I saw a flywheel explosion a few years back at my local strip. 55 chevy , hi winding small block. The driver was very lucky to have feet, cause pieces of the flywheel went thru the roof and windshield. ANYONE who races a stickshift car with a stock cast iron flywheel (not sfi steel) and an aluminum bellhousing is out of his f#@%ing mind!
 
When I brought my '70 Ruster beater, /6-three tree, bench seat, vinyl pad floor, I notice it has a hole in the passenger side hump. I figured the PO had something mounted there at one point and didn't fill it back in. One day driving over some rough train tracks something falls onto the passenger side floor. I pick this thing up and it's cast, curved, about three inches long, but clearly broken on both ends. Thinking WITF?
Finally dawns on me it's part of a pressure plate.
 
A high school friend of mine, one morning before class, was showing his *** in his 64 Fairlane, 289 Hi-Po, 4 speed, pulling hole shots in front of the high school. His fly wheel broke in half and the clutch and pieces of the fly wheel, came up through the floor and a piece came up past the firewall, shearing the throttle linkage and went through the hood. Some how the engine went wide open and before he could figure out what had happened the engine took a dump. No one got hurt, but it sure did attract a lot of the "wrong" kind of attention. Yep! Scatter shields and blankets come in handy.
 
I'm currently gathering parts to 4 speed swap my Duster. The one big piece I haven't gotten yet is a scattershield or bellhousing. I doubt I'll make enough power to need one but after doing some reading I'm leaning that way.
If your engine is stock to a mild set of modifications & your not racing or hounding on it, you’ll be fine. The stock bell is fine for the street and the mild hot rod.
If your turning up the power and are going to be racing it, the stresses of racing and the constant high rpm shifting can be bad.
I’ve had my Lakewood decades. I was pounding the crap outta my car. NO lift shifts & 6800, just slammin gears.
I figured, “Cheap Insurance” in that case of GOD FORBID! Something goes wrong.

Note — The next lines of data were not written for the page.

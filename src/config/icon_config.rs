//! Typed icon configuration over the attribute store

#![allow(dead_code)]

use std::cell::RefCell;
use std::rc::Rc;

use image::RgbaImage;

use super::{AttributeStore, Configurable, Edge};
use crate::icon::compositor::arrow_pixbuf;

/// Configuration shared by all icons of a tray: icon size, docked
/// edge, animation effects, and whether icons are hidden.
///
/// The `edge` attribute carries a declare-hook that rebuilds the
/// shared arrow pixbuf; observers registered on the store can rely on
/// the arrow being current when an `edge` notification arrives,
/// because hooks run before the observer fan-out.
pub struct IconConfig {
    store: AttributeStore,
    arrow: Rc<RefCell<Option<RgbaImage>>>,
}

impl IconConfig {
    pub fn new(size: u32, edge: Edge, effects: bool, hidden: bool) -> Self {
        assert!(size > 0, "icon size must be positive");

        let arrow = Rc::new(RefCell::new(None));
        let mut store = AttributeStore::new();

        let hook_arrow = arrow.clone();
        store.declare(
            "edge",
            edge,
            Some(Box::new(move |_old, new| {
                *hook_arrow.borrow_mut() = Some(arrow_pixbuf(new.as_edge()));
            })),
        );
        store.declare("size", size as i64, None);
        store.declare("effects", effects, None);
        store.declare("hidden", hidden, None);

        Self { store, arrow }
    }

    pub fn size(&self) -> u32 {
        self.store.get_int("size") as u32
    }

    pub fn set_size(&mut self, size: u32) {
        assert!(size > 0, "icon size must be positive");
        self.store.set("size", size as i64);
    }

    pub fn edge(&self) -> Edge {
        self.store.get_edge("edge")
    }

    pub fn set_edge(&mut self, edge: Edge) {
        self.store.set("edge", edge);
    }

    pub fn effects(&self) -> bool {
        self.store.get_bool("effects")
    }

    pub fn set_effects(&mut self, effects: bool) {
        self.store.set("effects", effects);
    }

    pub fn hidden(&self) -> bool {
        self.store.get_bool("hidden")
    }

    pub fn set_hidden(&mut self, hidden: bool) {
        self.store.set("hidden", hidden);
    }

    /// True if the icons are on a vertical panel.
    pub fn vertical(&self) -> bool {
        self.edge().is_vertical()
    }

    /// The arrow pixbuf matching the current edge.
    pub fn arrow(&self) -> Option<RgbaImage> {
        self.arrow.borrow().clone()
    }

    /// Shared handle to the arrow cache, for observers that need the
    /// hook-derived arrow when an `edge` change is dispatched.
    pub fn arrow_cache(&self) -> Rc<RefCell<Option<RgbaImage>>> {
        self.arrow.clone()
    }

    pub fn register(&mut self, observer: Rc<dyn Configurable>) {
        self.store.register(observer);
    }

    pub fn unregister(&mut self, observer: &Rc<dyn Configurable>) {
        self.store.unregister(observer);
    }

    pub fn store(&self) -> &AttributeStore {
        &self.store
    }
}

#[cfg(test)]
mod tests {
    use super::*;

    #[test]
    fn test_arrow_built_at_declaration() {
        let config = IconConfig::new(32, Edge::Top, true, false);
        // The edge hook runs once with the initial value.
        assert!(config.arrow().is_some());
    }

    #[test]
    fn test_arrow_follows_edge() {
        let mut config = IconConfig::new(32, Edge::Top, true, false);
        let top_arrow = config.arrow().unwrap();
        config.set_edge(Edge::Left);
        let left_arrow = config.arrow().unwrap();
        // Top trays get a down arrow, left trays a right arrow; the
        // bitmaps differ.
        assert_ne!(top_arrow, left_arrow);
    }

    #[test]
    fn test_typed_accessors_roundtrip() {
        let mut config = IconConfig::new(24, Edge::Bottom, false, false);
        assert_eq!(config.size(), 24);
        assert!(!config.effects());
        assert!(!config.vertical());

        config.set_size(48);
        config.set_effects(true);
        config.set_edge(Edge::Right);
        assert_eq!(config.size(), 48);
        assert!(config.effects());
        assert!(config.vertical());
    }

    #[test]
    #[should_panic(expected = "positive")]
    fn test_zero_size_rejected() {
        let _ = IconConfig::new(0, Edge::Bottom, true, false);
    }
}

I have the regular aluminum bells on my other cars. One a dead daily driver w/a OD trans, one mildly hopped up streeter. If it makes over 430 hp, I’d be thrilled.
(But I don’t think so....) I just cruise it and get on it once in while.
 
If your engine is stock to a mild set of modifications & your not racing or hounding on it, you’ll be fine. The stock bell is fine for the street and the mild hot rod.
If your turning up the power and are going to be racing it, the stresses of racing and the constant high rpm shifting can be bad.
I’ve had my Lakewood decades. I was pounding the crap outta my car. NO lift shifts & 6800, just slammin gears.
I figured, “Cheap Insurance” in that case of GOD FORBID! Something goes wrong.

I have the regular aluminum bells on my other cars. One a dead daily driver w/a OD trans, one mildly hopped up streeter. If it makes over 430 hp, I’d be thrilled.
(But I don’t think so....) I just cruise it and get on it once in while.

The 360 that's in my car now is nothing serious. Stock 74 bottom end, fresh 308 heads, m1 dual plane, 600 eddy carb and headers. Runs great but not a powerhouse.

I am building another 360 and aiming for 450+hp and the car will be raced with slicks occasionally. Will definitely be going with a Lakewood or Quicktime bellhousing on that combo.
 
I am building another 360 and aiming for 450+hp and the car will be raced with slicks occasionally. Will definitely be going with a Lakewood or Quicktime bellhousing on that combo.

Buy an SFI Flywheel too. McLeod makes a nice piece but there are others.
 
The 360 that's in my car now is nothing serious. Stock 74 bottom end, fresh 308 heads, m1 dual plane, 600 eddy carb and headers. Runs great but not a powerhouse.

I am building another 360 and aiming for 450+hp and the car will be raced with slicks occasionally. Will definitely be going with a Lakewood or Quicktime bellhousing on that combo.

This is exactly what I’m talking about. A nice driver vs something that is track bound, even if it is light track use. IMO, it just makes good sense.
 
This is exactly what I’m talking about. A nice driver vs something that is track bound, even if it is light track use. IMO, it just makes good sense.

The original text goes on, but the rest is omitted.